バスの時間の関係で、少し、いやかなり早く来てしまった。



高校1年生の階は3階で、高校生の校舎では最上階だ。



(高校2.3年生の階は人が少し居たんだけどな)




多分、1年生の階では一番乗りだろうなと思いつつ、クラス表を確認する。



すると、まさかの一番良いクラスに名前があった。



(わ、ついていけるかな)




きっとクラスは入塾テストの結果で決まったのだろう。
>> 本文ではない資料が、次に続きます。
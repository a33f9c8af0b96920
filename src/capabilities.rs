//! CPU capability snapshot used to pick codelet variants.
//!
//! Only the resulting vector matters to the planner; [`CapabilityVector::detect`] is a thin wrapper
//! over the standard library's runtime feature macros. Tests construct vectors by hand.
use std::fmt::{Display, Formatter};

/// SIMD tiers a codelet variant can be compiled for.
///
/// The discriminant is the bit position of the tier in the wisdom file's `CPUFeatureMask`.
#[derive(Debug, Copy, Clone, PartialEq, Eq, Hash, PartialOrd, Ord)]
pub enum SimdTier {
    /// Portable scalar code, always supported
    Baseline = 0,
    /// 128-bit vectors (SSE4.2 class)
    Mid = 1,
    /// 256-bit vectors with FMA (AVX2 class)
    Wide = 2,
    /// ARM Advanced SIMD (NEON)
    ArmSimd = 3,
}

impl SimdTier {
    pub const ALL: [SimdTier; 4] = [Self::Baseline, Self::Mid, Self::Wide, Self::ArmSimd];

    /// Bit of this tier in a capability mask
    pub const fn bit(self) -> u32 {
        1 << (self as u32)
    }

    pub const fn name(self) -> &'static str {
        match self {
            Self::Baseline => "baseline",
            Self::Mid => "mid",
            Self::Wide => "wide",
            Self::ArmSimd => "arm-simd",
        }
    }
}

impl Display for SimdTier {
    fn fmt(&self, f: &mut Formatter<'_>) -> std::fmt::Result {
        f.write_str(self.name())
    }
}

/// Architecture tag of the capability snapshot.
#[derive(Debug, Copy, Clone, PartialEq, Eq, Hash)]
pub enum Arch {
    X86_64,
    X86,
    Aarch64,
    Other,
}

impl Arch {
    pub const fn current() -> Self {
        if cfg!(target_arch = "x86_64") {
            Self::X86_64
        } else if cfg!(target_arch = "x86") {
            Self::X86
        } else if cfg!(target_arch = "aarch64") {
            Self::Aarch64
        } else {
            Self::Other
        }
    }
}

/// Immutable record of the SIMD tiers available to the planner.
#[derive(Debug, Copy, Clone, PartialEq, Eq, Hash)]
pub struct CapabilityVector {
    pub mid: bool,
    pub wide: bool,
    pub arm_simd: bool,
    pub arch: Arch,
    /// Disables every tier except [`SimdTier::Baseline`]
    pub force_generic: bool,
}

impl Default for CapabilityVector {
    fn default() -> Self {
        Self::baseline()
    }
}

impl CapabilityVector {
    /// A vector that only claims the portable tier.
    pub const fn baseline() -> Self {
        Self {
            mid: false,
            wide: false,
            arm_simd: false,
            arch: Arch::current(),
            force_generic: false,
        }
    }

    /// Detect the tiers of the running CPU.
    pub fn detect() -> Self {
        #[allow(unused_mut)]
        let mut caps = Self::baseline();

        #[cfg(any(target_arch = "x86", target_arch = "x86_64"))]
        {
            caps.mid = std::arch::is_x86_feature_detected!("sse4.2");
            caps.wide = std::arch::is_x86_feature_detected!("avx2")
                && std::arch::is_x86_feature_detected!("fma");
        }

        #[cfg(target_arch = "aarch64")]
        {
            caps.arm_simd = std::arch::is_aarch64_feature_detected!("neon");
        }

        caps
    }

    /// Baseline plus exactly one additional tier.
    pub const fn with_only(tier: SimdTier) -> Self {
        Self::baseline().with_tier(tier, true)
    }

    #[must_use]
    pub const fn with_tier(mut self, tier: SimdTier, enabled: bool) -> Self {
        match tier {
            SimdTier::Baseline => {}
            SimdTier::Mid => self.mid = enabled,
            SimdTier::Wide => self.wide = enabled,
            SimdTier::ArmSimd => self.arm_simd = enabled,
        }
        self
    }

    #[must_use]
    pub const fn with_force_generic(mut self, force_generic: bool) -> Self {
        self.force_generic = force_generic;
        self
    }

    /// Whether codelets compiled for `tier` may run under this vector.
    pub const fn supports(&self, tier: SimdTier) -> bool {
        let flag = match tier {
            SimdTier::Baseline => return true,
            SimdTier::Mid => self.mid,
            SimdTier::Wide => self.wide,
            SimdTier::ArmSimd => self.arm_simd,
        };
        flag && !self.force_generic
    }

    /// Highest supported tier
    pub fn max_tier(&self) -> SimdTier {
        SimdTier::ALL
            .into_iter()
            .filter(|tier| self.supports(*tier))
            .max()
            .unwrap_or(SimdTier::Baseline)
    }

    /// Effective tiers as a `CPUFeatureMask` (bit 0 is always set).
    pub fn mask(&self) -> u32 {
        SimdTier::ALL
            .into_iter()
            .filter(|tier| self.supports(*tier))
            .fold(0, |mask, tier| mask | tier.bit())
    }
}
点数は分からないがそれなりに出来ていたということだろうか。

少し嬉しさと不安感が生まれる。





鞄を少し強めに握って、クラスのドアを開ける。




(まだまだ時間があるから、時間まで勉強しよっかな)





(あれ?電気ついてる?)




変に思い、教室の周りを見渡す。







「あっ」








まさかの先客がいた。






しかも、居たのはあの無表情の青年だった。






夜美の声に気づいたのか、青年は振り向く。




(声出しちゃった)





少しの沈黙がおきる。

だけどずっと突っ立っているわけにもいかないなと思い、座席表を確認する。



(あ、あの人の横だ)



青年の机は後ろの端っこで、夜美の机はその隣だった。




机の方を見ると、青年と目があう。




(よく見れば見るほど整ってるな)




夜美の兄の涼と陸もかなりのイケメンで、

イケメンには慣れている夜美でも唸るほどの

美貌だ。





(しかもこのクラスにいるんだから相当頭いいんだろうな)





そりゃ女子が放っておかないわけだ。






見ていると、青年が何か言いたげな視線を送っているのに気づく。







「?」








なんだろうと席につくと、青年が手を差し出してきた。





その手には、落としたはずのシャーペンが

握られている。




「昨日、落としてた」



驚いている夜美に向かって、ただ簡単に言い放つ。



「あ、ありがとう。ええっと、、」




(あ、まずい。名前知らない)






ちらりと視線を送るが、黙ったまま。







(こいつ、名前分からないの気づいてる)







綺麗な顔とは裏腹に、性格が悪い。





必死に名前を絞り出そうとするが、分からないものはどうやっても分からない。







(よし、急行突破だ)




「うん。本当にありがとう。」







さっさと切り上げて、シャーペンをとる。








きっと気づいただろうが、分からないものは仕方ない。






(怒ってないかな?)







少し怖くなってちらりと見ると、ほんの少し微笑んでいた。




思わず、魅入ってしまう。






それに気づいた青年はまた無表情に戻ったがゆっくりと、





「京、葉秋 京」







〜〜〜〜


この日、初めて(けい)と会話したのだった。

葉秋(ようしゅう)(けい)と呼びます。